Democratic U.S. Rep. Cindy Axne this week won committee approval for $100 million in aid. GOP Gov. Kim Reynolds’ $65 million package of housing tax credits is working through the Iowa Legislature, and in December she earmarked nearly $9 million in CARES Act cash for housing aid.
Also, President Joe Biden’s nomination of Democratic former Iowa Gov. Tom Vilsack to serve a second stint as agriculture secretary could mean stronger support for rural development, some housing advocates say.
Legislation that cleared the House Financial Services Committee on Thursday includes $25 billion for emergency rental assistance, $10 billion to support homeowners, and $5 billion for programs to help homeless people nationally. That would include housing counseling services and rural rental assistance, Axne said.
At a virtual town hall Thursday, Axne said housing is a key part of the latest COVID legislation. “Housing is one of the most important aspects of what we’re looking at,” Axne told Iowa housing agency leaders and developers.
She added that she is working to fight what she called “predatory investors” in manufactured housing.
“We have been taken advantage of here in Iowa by those corporations who literally are in the business to give investors more money in their pockets at the expense of Iowans and Americans who are just trying to make ends meet,” Axne said. “It’s sickening.”
Des Moines housing developer Jack Hatch, a former Democratic state lawmaker who lost a campaign for governor against the Branstad-Reynolds ticket, said Reynolds’ housing plan goes beyond previous governors’ plans and deserves support.
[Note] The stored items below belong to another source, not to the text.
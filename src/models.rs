//! Domain types shared by the generation pipeline.

use serde::{Deserialize, Serialize};

use crate::error::PlaylistError;

/// Inbound request to generate a new playlist.
#[derive(Debug, Clone, PartialEq, Eq, Serialize, Deserialize)]
pub struct NewPlaylistParams {
    /// Name of the playlist to create.
    pub name: String,
    /// Free-text theme used to seed the model prompt.
    pub seed_description: String,
    /// Number of songs to ask the model for.
    pub count: u32,
    /// Whether the playlist is public.
    pub public: bool,
    /// Whether other users may edit the playlist.
    pub collaborative: bool,
}

impl NewPlaylistParams {
    /// Checks the parameters and extracts the generation request.
    ///
    /// # Errors
    ///
    /// Returns [`PlaylistError::InvalidParams`] when the count is zero or the
    /// name or seed description is blank.
    pub fn validate(&self) -> Result<GenerationRequest, PlaylistError> {
        if self.name.trim().is_empty() {
            return Err(PlaylistError::InvalidParams("playlist name must not be empty".into()));
        }
        GenerationRequest::new(self.count, &self.seed_description)
    }

    /// The requested visibility.
    #[must_use]
    pub fn visibility(&self) -> Visibility {
        if self.public {
            Visibility::Public
        } else {
            Visibility::Private
        }
    }
}

/// A validated request for model suggestions.
#[derive(Debug, Clone, PartialEq, Eq, Serialize, Deserialize)]
pub struct GenerationRequest {
    count: u32,
    seed_description: String,
}

impl GenerationRequest {
    /// Creates a request, rejecting a zero count or a blank seed.
    ///
    /// # Errors
    ///
    /// Returns [`PlaylistError::InvalidParams`] on invalid input.
    pub fn new(count: u32, seed_description: &str) -> Result<Self, PlaylistError> {
        if count == 0 {
            return Err(PlaylistError::InvalidParams("song count must be at least 1".into()));
        }
        let seed = seed_description.trim();
        if seed.is_empty() {
            return Err(PlaylistError::InvalidParams("seed description must not be empty".into()));
        }
        Ok(Self { count, seed_description: seed.to_string() })
    }

    /// Number of songs requested.
    #[must_use]
    pub fn count(&self) -> u32 {
        self.count
    }

    /// The trimmed seed description.
    #[must_use]
    pub fn seed_description(&self) -> &str {
        &self.seed_description
    }
}

/// A song suggestion parsed from model output.
#[derive(Debug, Clone, PartialEq, Eq, Serialize, Deserialize)]
pub struct TrackCandidate {
    /// Track title.
    pub title: String,
    /// Artist name.
    pub artist: String,
    /// 1-based position in the parsed list.
    pub ordinal: u32,
}

/// A candidate paired with its catalog match, if any.
#[derive(Debug, Clone, PartialEq, Eq, Serialize, Deserialize)]
pub struct ResolvedTrack {
    /// The suggestion that was searched for.
    pub candidate: TrackCandidate,
    /// Catalog identifier of the first search hit; `None` when nothing matched.
    pub catalog_id: Option<String>,
}

impl ResolvedTrack {
    /// Whether the catalog returned a match.
    #[must_use]
    pub fn is_resolved(&self) -> bool {
        self.catalog_id.is_some()
    }
}

/// Playlist visibility.
#[derive(Debug, Clone, Copy, PartialEq, Eq, Serialize, Deserialize)]
#[serde(rename_all = "lowercase")]
pub enum Visibility {
    /// Listed on the owner's profile.
    Public,
    /// Visible only to the owner and collaborators.
    Private,
}

impl Visibility {
    /// OAuth scope needed to create a playlist with this visibility.
    #[must_use]
    pub fn required_scope(self) -> &'static str {
        match self {
            Self::Public => "playlist-modify-public",
            Self::Private => "playlist-modify-private",
        }
    }

    /// Whether this is [`Visibility::Public`].
    #[must_use]
    pub fn is_public(self) -> bool {
        matches!(self, Self::Public)
    }
}

/// Metadata for a playlist to be created.
#[derive(Debug, Clone, PartialEq, Eq, Serialize, Deserialize)]
pub struct PlaylistSpec {
    /// Playlist name.
    pub name: String,
    /// Playlist description.
    pub description: String,
    /// Public or private.
    pub visibility: Visibility,
    /// Whether other users may edit the playlist.
    pub collaborative: bool,
}

/// Outcome of a successful playlist build.
#[derive(Debug, Clone, PartialEq, Eq, Serialize, Deserialize)]
pub struct PlaylistResult {
    /// Externally shareable playlist URL.
    pub url: String,
    /// Catalog identifier of the playlist.
    pub playlist_id: String,
    /// Number of tracks added.
    pub track_count: usize,
}
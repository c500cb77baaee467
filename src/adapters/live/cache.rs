//! Generation cache adapters: a JSON file on disk and an in-memory map.

use std::collections::{BTreeMap, HashMap};
use std::error::Error;
use std::path::{Path, PathBuf};
use std::sync::Mutex;

use serde::{Deserialize, Serialize};

use crate::ports::cache::{CacheKey, CachedCompletion, GenerationCache};
use crate::ports::filesystem::FileSystem;

const POISONED: &str = "generation cache lock poisoned";

/// On-disk layout of the cache file.
#[derive(Debug, Default, Serialize, Deserialize)]
struct CacheFile {
    entries: BTreeMap<String, CachedCompletion>,
}

/// Cache persisted as a single JSON document keyed by request hash.
///
/// All I/O goes through the `FileSystem` port. Reads and read-modify-write
/// cycles are serialized by an internal lock.
pub struct FileGenerationCache {
    fs: Box<dyn FileSystem>,
    path: PathBuf,
    lock: Mutex<()>,
}

impl FileGenerationCache {
    /// Creates a cache backed by the file at `path`.
    #[must_use]
    pub fn new(fs: Box<dyn FileSystem>, path: &Path) -> Self {
        Self { fs, path: path.to_path_buf(), lock: Mutex::new(()) }
    }

    fn load(&self) -> Result<CacheFile, Box<dyn Error + Send + Sync>> {
        if !self.fs.exists(&self.path) {
            return Ok(CacheFile::default());
        }
        let contents = self.fs.read_to_string(&self.path)?;
        serde_json::from_str(&contents).map_err(|e| {
            format!("Failed to parse generation cache {}: {e}", self.path.display()).into()
        })
    }
}

impl GenerationCache for FileGenerationCache {
    fn get(&self, key: &CacheKey) -> Result<Option<CachedCompletion>, Box<dyn Error + Send + Sync>> {
        let _guard = self.lock.lock().map_err(|_| POISONED)?;
        Ok(self.load()?.entries.remove(key.as_str()))
    }

    fn put(
        &self,
        key: &CacheKey,
        completion: &CachedCompletion,
    ) -> Result<(), Box<dyn Error + Send + Sync>> {
        let _guard = self.lock.lock().map_err(|_| POISONED)?;
        let mut file = self.load()?;
        file.entries.insert(key.to_string(), completion.clone());
        let json = serde_json::to_string_pretty(&file)?;
        self.fs.write(&self.path, &json)
    }
}

/// Process-local cache.
#[derive(Default)]
pub struct MemoryGenerationCache {
    entries: Mutex<HashMap<CacheKey, CachedCompletion>>,
}

impl MemoryGenerationCache {
    /// Creates an empty cache.
    #[must_use]
    pub fn new() -> Self {
        Self::default()
    }
}

impl GenerationCache for MemoryGenerationCache {
    fn get(&self, key: &CacheKey) -> Result<Option<CachedCompletion>, Box<dyn Error + Send + Sync>> {
        Ok(self.entries.lock().map_err(|_| POISONED)?.get(key).cloned())
    }

    fn put(
        &self,
        key: &CacheKey,
        completion: &CachedCompletion,
    ) -> Result<(), Box<dyn Error + Send + Sync>> {
        self.entries.lock().map_err(|_| POISONED)?.insert(key.clone(), completion.clone());
        Ok(())
    }
}
//! Core library entry for the `playlistgpt` CLI.
//!
//! A language model suggests songs for a free-text description, the
//! suggestions are resolved against a streaming catalog and the matches are
//! saved as a new playlist. External services sit behind the traits in
//! [`ports`]; [`context::ServiceContext`] wires live, recording or replaying
//! adapters for them.

pub mod adapters;
pub mod cassette;
pub mod cli;
pub mod commands;
pub mod config;
pub mod context;
pub mod error;
pub mod models;
pub mod playlist;
pub mod ports;

use clap::Parser;

/// Run the CLI with the provided arguments.
///
/// # Errors
///
/// Returns an error string when argument parsing fails or command execution fails.
pub fn run<I, T>(args: I) -> Result<(), String>
where
    I: IntoIterator<Item = T>,
    T: Into<std::ffi::OsString> + Clone,
{
    let cli = cli::Cli::try_parse_from(args).map_err(|err| err.to_string())?;
    commands::dispatch(&cli.command)
}
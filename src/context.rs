//! Service context bundling the port trait objects.

use std::path::Path;
use std::sync::{Arc, Mutex};

use crate::adapters::live::cache::{FileGenerationCache, MemoryGenerationCache};
use crate::adapters::live::catalog::SpotifyCatalog;
use crate::adapters::live::clock::LiveClock;
use crate::adapters::live::filesystem::LiveFileSystem;
use crate::adapters::live::llm::LiveLlmClient;
use crate::adapters::recording::{RecordingCatalog, RecordingLlmClient};
use crate::adapters::replaying::{ReplayingCatalog, ReplayingLlmClient};
use crate::cassette::format::Cassette;
use crate::cassette::replayer::CassetteReplayer;
use crate::cassette::session::RecordingSession;
use crate::config::AppConfig;
use crate::ports::cache::GenerationCache;
use crate::ports::catalog::MusicCatalog;
use crate::ports::clock::Clock;
use crate::ports::llm::LlmClient;

/// Bundles all port trait objects into a single context.
///
/// Each field provides access to one external boundary. Constructors
/// wire up different adapter implementations (live, recording, replaying).
pub struct ServiceContext {
    /// LLM client for text completions.
    pub llm: Box<dyn LlmClient>,
    /// Music catalog for search and playlist management.
    pub catalog: Box<dyn MusicCatalog>,
    /// Memoized model output.
    pub cache: Box<dyn GenerationCache>,
    /// Clock used to stamp cache entries.
    pub clock: Box<dyn Clock>,
}

impl ServiceContext {
    /// Creates a context from explicit adapters.
    #[must_use]
    pub fn new(
        llm: Box<dyn LlmClient>,
        catalog: Box<dyn MusicCatalog>,
        cache: Box<dyn GenerationCache>,
        clock: Box<dyn Clock>,
    ) -> Self {
        Self { llm, catalog, cache, clock }
    }

    /// Creates a live context talking to the real providers, with the
    /// generation cache stored at the configured path.
    #[must_use]
    pub fn live(config: &AppConfig) -> Self {
        Self::new(
            Box::new(LiveLlmClient::new(config.openai_key.clone())),
            Box::new(SpotifyCatalog::new(config.catalog.clone())),
            Box::new(FileGenerationCache::new(Box::new(LiveFileSystem), &config.cache_path)),
            Box::new(LiveClock),
        )
    }

    /// Creates a live context whose LLM and catalog traffic is captured by
    /// `session`.
    ///
    /// The cache is in-memory so that every recorded run reaches the model.
    #[must_use]
    pub fn recording(config: &AppConfig, session: &RecordingSession) -> Self {
        Self::new(
            Box::new(RecordingLlmClient::new(
                Box::new(LiveLlmClient::new(config.openai_key.clone())),
                Arc::clone(&session.llm),
            )),
            Box::new(RecordingCatalog::new(
                Box::new(SpotifyCatalog::new(config.catalog.clone())),
                Arc::clone(&session.catalog),
            )),
            Box::new(MemoryGenerationCache::new()),
            Box::new(LiveClock),
        )
    }

    /// Creates a replaying context from a cassette file.
    ///
    /// LLM and catalog calls are served from the cassette (which may hold
    /// either port or both); the cache starts empty.
    ///
    /// # Errors
    ///
    /// Returns an error if the cassette file cannot be read or parsed.
    pub fn replaying(path: &Path) -> Result<Self, String> {
        let cassette = Cassette::load(path)?;
        Ok(Self::replaying_cassette(&cassette))
    }

    /// Creates a replaying context from a loaded cassette.
    #[must_use]
    pub fn replaying_cassette(cassette: &Cassette) -> Self {
        let replayer = Arc::new(Mutex::new(CassetteReplayer::new(cassette)));
        Self::new(
            Box::new(ReplayingLlmClient::new(Arc::clone(&replayer))),
            Box::new(ReplayingCatalog::new(replayer)),
            Box::new(MemoryGenerationCache::new()),
            Box::new(LiveClock),
        )
    }

    /// Creates a replaying context from a recording session directory
    /// containing `llm.cassette.yaml` and `catalog.cassette.yaml`.
    ///
    /// # Errors
    ///
    /// Returns an error if either cassette file cannot be read or parsed.
    pub fn replaying_session(dir: &Path) -> Result<Self, String> {
        let llm = Cassette::load(&dir.join("llm.cassette.yaml"))?;
        let catalog = Cassette::load(&dir.join("catalog.cassette.yaml"))?;
        Ok(Self::new(
            Box::new(ReplayingLlmClient::new(Arc::new(Mutex::new(CassetteReplayer::new(&llm))))),
            Box::new(ReplayingCatalog::new(Arc::new(Mutex::new(CassetteReplayer::new(&catalog))))),
            Box::new(MemoryGenerationCache::new()),
            Box::new(LiveClock),
        ))
    }
}
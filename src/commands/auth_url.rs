//! `playlistgpt auth-url` command.

use crate::adapters::live::catalog::authorize_url;
use crate::config::AppConfig;
use crate::models::Visibility;

/// Execute the `auth-url` command: print the URL a user opens to grant the
/// playlist scope for the requested visibility.
///
/// # Errors
///
/// Returns an error string if the client id or redirect URL is not configured.
pub fn run(config: &AppConfig, public: bool) -> Result<(), String> {
    println!("{}", url_for(config, public)?);
    Ok(())
}

fn url_for(config: &AppConfig, public: bool) -> Result<String, String> {
    let visibility = if public { Visibility::Public } else { Visibility::Private };
    authorize_url(&config.catalog, visibility.required_scope())
}
//! Clock port for obtaining the current time.

use chrono::{DateTime, Utc};

/// Provides the current time.
///
/// Cache entries are stamped through this port so tests can pin the time.
pub trait Clock: Send + Sync {
    /// Returns the current UTC time.
    fn now(&self) -> DateTime<Utc>;
}
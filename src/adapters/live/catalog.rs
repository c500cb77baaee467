//! Live adapter for the `MusicCatalog` port using the Spotify Web API.

use std::error::Error;
use std::sync::Mutex;

use reqwest::{Client, RequestBuilder};
use serde::de::DeserializeOwned;
use serde::{Deserialize, Serialize};
use tracing::debug;

use crate::config::CatalogCredentials;
use crate::models::PlaylistSpec;
use crate::ports::catalog::{CatalogFuture, CatalogTrack, CreatedPlaylist, MusicCatalog, TrackQuery};

const SPOTIFY_API_URL: &str = "https://api.spotify.com/v1";
const SPOTIFY_TOKEN_URL: &str = "https://accounts.spotify.com/api/token";
const SPOTIFY_AUTHORIZE_URL: &str = "https://accounts.spotify.com/authorize";

const TOKEN_POISONED: &str = "Spotify access token lock poisoned";

/// The API accepts at most this many URIs per add-items request.
const MAX_TRACKS_PER_REQUEST: usize = 100;

/// Live catalog client for the Spotify Web API.
///
/// Uses the configured access token when present, otherwise exchanges the
/// refresh token for one on first use and keeps it for the client's lifetime.
pub struct SpotifyCatalog {
    client: Client,
    credentials: CatalogCredentials,
    access_token: Mutex<Option<String>>,
}

impl SpotifyCatalog {
    /// Creates a catalog client from the configured credentials.
    #[must_use]
    pub fn new(credentials: CatalogCredentials) -> Self {
        let access_token = Mutex::new(credentials.access_token.clone());
        Self { client: Client::new(), credentials, access_token }
    }

    async fn token(&self) -> Result<String, Box<dyn Error + Send + Sync>> {
        let cached = self.access_token.lock().map_err(|_| TOKEN_POISONED)?.clone();
        if let Some(token) = cached {
            return Ok(token);
        }

        let refresh_token = self.credentials.refresh_token.as_deref().ok_or(
            "no SPOTIFY_ACCESS_TOKEN or SPOTIFY_REFRESH_TOKEN configured; \
             authorize via `playlistgpt auth-url` first",
        )?;
        let client_id = self.credentials.client_id.as_deref().unwrap_or_default();
        let client_secret = self.credentials.client_secret.as_deref();

        debug!("exchanging refresh token for an access token");
        let request = self
            .client
            .post(SPOTIFY_TOKEN_URL)
            .basic_auth(client_id, client_secret)
            .form(&[("grant_type", "refresh_token"), ("refresh_token", refresh_token)]);
        let response: TokenResponse = read_json(request).await?;

        *self.access_token.lock().map_err(|_| TOKEN_POISONED)? = Some(response.access_token.clone());
        Ok(response.access_token)
    }

    async fn send<T: DeserializeOwned>(
        &self,
        request: RequestBuilder,
    ) -> Result<T, Box<dyn Error + Send + Sync>> {
        let token = self.token().await?;
        read_json(request.bearer_auth(token)).await
    }
}

/// Builds the URL a user visits to grant the playlist scope to this application.
///
/// # Errors
///
/// Returns an error string if the client id or redirect URL is missing.
pub fn authorize_url(credentials: &CatalogCredentials, scope: &str) -> Result<String, String> {
    let client_id = credentials.client_id.as_deref().ok_or("SPOTIFY_CLIENT_ID is not configured")?;
    let redirect = credentials
        .redirect_url
        .as_deref()
        .ok_or("SPOTIFY_REDIRECT_URL is not configured")?;
    let url = reqwest::Url::parse_with_params(
        SPOTIFY_AUTHORIZE_URL,
        &[
            ("client_id", client_id),
            ("response_type", "code"),
            ("redirect_uri", redirect),
            ("scope", scope),
        ],
    )
    .map_err(|e| format!("Failed to build authorization URL: {e}"))?;
    Ok(url.into())
}

async fn read_json<T: DeserializeOwned>(
    request: RequestBuilder,
) -> Result<T, Box<dyn Error + Send + Sync>> {
    let response = request.send().await.map_err(|e| -> Box<dyn Error + Send + Sync> {
        format!("Spotify API request failed: {e}").into()
    })?;

    let status = response.status();
    let body = response.text().await.map_err(|e| -> Box<dyn Error + Send + Sync> {
        format!("Failed to read Spotify API response: {e}").into()
    })?;

    if !status.is_success() {
        let msg = serde_json::from_str::<SpotifyError>(&body)
            .map(|e| e.error.message)
            .unwrap_or(body);
        return Err(format!("Spotify API error ({}): {msg}", status.as_u16()).into());
    }

    // Some endpoints answer with an empty body.
    let body = if body.trim().is_empty() { "null" } else { body.as_str() };
    serde_json::from_str(body).map_err(|e| -> Box<dyn Error + Send + Sync> {
        format!("Failed to parse Spotify API response: {e}").into()
    })
}

#[derive(Deserialize)]
struct TokenResponse {
    access_token: String,
}

#[derive(Deserialize)]
struct UserProfile {
    id: String,
}

#[derive(Deserialize)]
struct SearchResponse {
    tracks: TrackPage,
}

#[derive(Deserialize)]
struct TrackPage {
    items: Vec<TrackItem>,
}

#[derive(Deserialize)]
struct TrackItem {
    id: String,
    name: String,
}

#[derive(Serialize)]
struct CreatePlaylistBody<'a> {
    name: &'a str,
    description: &'a str,
    public: bool,
    collaborative: bool,
}

#[derive(Deserialize)]
struct PlaylistObject {
    id: String,
    external_urls: ExternalUrls,
}

#[derive(Deserialize)]
struct ExternalUrls {
    spotify: String,
}

#[derive(Serialize)]
struct AddTracksBody {
    uris: Vec<String>,
}

#[derive(Deserialize)]
struct SpotifyError {
    error: SpotifyErrorDetail,
}

#[derive(Deserialize)]
struct SpotifyErrorDetail {
    message: String,
}

impl MusicCatalog for SpotifyCatalog {
    fn current_user(&self) -> CatalogFuture<'_, String> {
        Box::pin(async move {
            let request = self.client.get(format!("{SPOTIFY_API_URL}/me"));
            let profile: UserProfile = self.send(request).await?;
            Ok(profile.id)
        })
    }

    fn search_tracks(&self, query: &TrackQuery) -> CatalogFuture<'_, Vec<CatalogTrack>> {
        let q = query.query_string();
        let limit = query.limit.to_string();

        Box::pin(async move {
            let request = self.client.get(format!("{SPOTIFY_API_URL}/search")).query(&[
                ("q", q.as_str()),
                ("type", "track"),
                ("limit", limit.as_str()),
            ]);
            let response: SearchResponse = self.send(request).await?;
            Ok(response
                .tracks
                .items
                .into_iter()
                .map(|item| CatalogTrack { id: item.id, name: item.name })
                .collect())
        })
    }

    fn create_playlist(
        &self,
        user_id: &str,
        spec: &PlaylistSpec,
    ) -> CatalogFuture<'_, CreatedPlaylist> {
        let user_id = user_id.to_string();
        let spec = spec.clone();

        Box::pin(async move {
            let body = CreatePlaylistBody {
                name: &spec.name,
                description: &spec.description,
                public: spec.visibility.is_public(),
                collaborative: spec.collaborative,
            };
            let request =
                self.client.post(format!("{SPOTIFY_API_URL}/users/{user_id}/playlists")).json(&body);
            let playlist: PlaylistObject = self.send(request).await?;
            Ok(CreatedPlaylist { id: playlist.id, url: playlist.external_urls.spotify })
        })
    }

    fn add_tracks(&self, playlist_id: &str, track_ids: &[String]) -> CatalogFuture<'_, ()> {
        let url = format!("{SPOTIFY_API_URL}/playlists/{playlist_id}/tracks");
        let uris: Vec<String> = track_ids.iter().map(|id| format!("spotify:track:{id}")).collect();

        Box::pin(async move {
            for chunk in uris.chunks(MAX_TRACKS_PER_REQUEST) {
                let body = AddTracksBody { uris: chunk.to_vec() };
                let _: serde_json::Value = self.send(self.client.post(&url).json(&body)).await?;
            }
            Ok(())
        })
    }
}

#[cfg(test)]
mod tests {
    use super::*;

    #[tokio::test]
    async fn missing_tokens_fail_before_any_request() {
        let catalog = SpotifyCatalog::new(CatalogCredentials {
            client_id: Some("cid".into()),
            client_secret: Some("secret".into()),
            redirect_url: Some("http://localhost:8000/callback".into()),
            ..CatalogCredentials::default()
        });

        let err = catalog.current_user().await.unwrap_err();
        assert!(err.to_string().contains("SPOTIFY_REFRESH_TOKEN"));
    }

    #[tokio::test]
    async fn poisoned_token_lock_fails_the_call() {
        let catalog = std::sync::Arc::new(SpotifyCatalog::new(CatalogCredentials {
            access_token: Some("token".into()),
            ..CatalogCredentials::default()
        }));
        let holder = std::sync::Arc::clone(&catalog);
        let _ = std::thread::spawn(move || {
            let _guard = holder.access_token.lock().unwrap();
            panic!("refresh died while holding the token");
        })
        .join();

        let err = catalog.current_user().await.unwrap_err();
        assert!(err.to_string().contains("poisoned"));
    }

    #[test]
    fn authorize_url_carries_scope_and_redirect() {
        let creds = CatalogCredentials {
            client_id: Some("cid".into()),
            redirect_url: Some("http://localhost:8000/callback".into()),
            ..CatalogCredentials::default()
        };
        let url = authorize_url(&creds, "playlist-modify-private").unwrap();
        assert!(url.starts_with(SPOTIFY_AUTHORIZE_URL));
        assert!(url.contains("client_id=cid"));
        assert!(url.contains("scope=playlist-modify-private"));
        assert!(url.contains("redirect_uri=http%3A%2F%2Flocalhost%3A8000%2Fcallback"));
    }

    #[test]
    fn authorize_url_requires_client_id() {
        let err = authorize_url(&CatalogCredentials::default(), "playlist-modify-public");
        assert!(err.unwrap_err().contains("SPOTIFY_CLIENT_ID"));
    }

    #[test]
    fn parses_search_and_playlist_payloads() {
        let search: SearchResponse = serde_json::from_str(
            r#"{"tracks":{"items":[{"id":"6kkwzB6hXLIONkEk9JciA6","name":"Weightless","popularity":51}]}}"#,
        )
        .unwrap();
        assert_eq!(search.tracks.items[0].id, "6kkwzB6hXLIONkEk9JciA6");

        let playlist: PlaylistObject = serde_json::from_str(
            r#"{"id":"pl1","external_urls":{"spotify":"https://open.spotify.com/playlist/pl1"}}"#,
        )
        .unwrap();
        assert_eq!(playlist.external_urls.spotify, "https://open.spotify.com/playlist/pl1");
    }
}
Hatch added that he is encouraging Vilsack “to elevate housing” in discussions about rural development.
“We can’t allow (the U.S. Department of Housing and Urban Development) to be the only housing agency in the country,” Hatch said.
At the state level, agencies now see housing as not only a critical need for families but also an economic issue, Hatch said.
“The governor’s office and the Iowa Economic Development Authority and the Iowa Finance Authority are poised now to understand this problem,” Hatch said. “They are politically engaging Republicans and Democrats to look at this as a real economic issue, as well as a housing issue.”
Ramon Calzada, executive director of Centro Latino in Council Bluffs, said meatpackers working in Oakland often commute 45 minutes from Council Bluffs or Omaha because of a local housing shortage. “We can’t build housing fast enough,” Calzada said.
Pam Carmichael, executive director of HOME, Inc. in Des Moines, said the COVID-19 pandemic has forced many Iowans to look for different housing. Her agency fielded calls from 1,300 tenants in December alone.
“More than half of them were people who were experiencing extreme difficulty because of COVID and the lack of resources to pay rent,” Carmichael said. The housing counseling agency and affordable housing developer has run out of funds at times, she said.
Axne said work will continue on addressing some of the issues through COVID relief bills.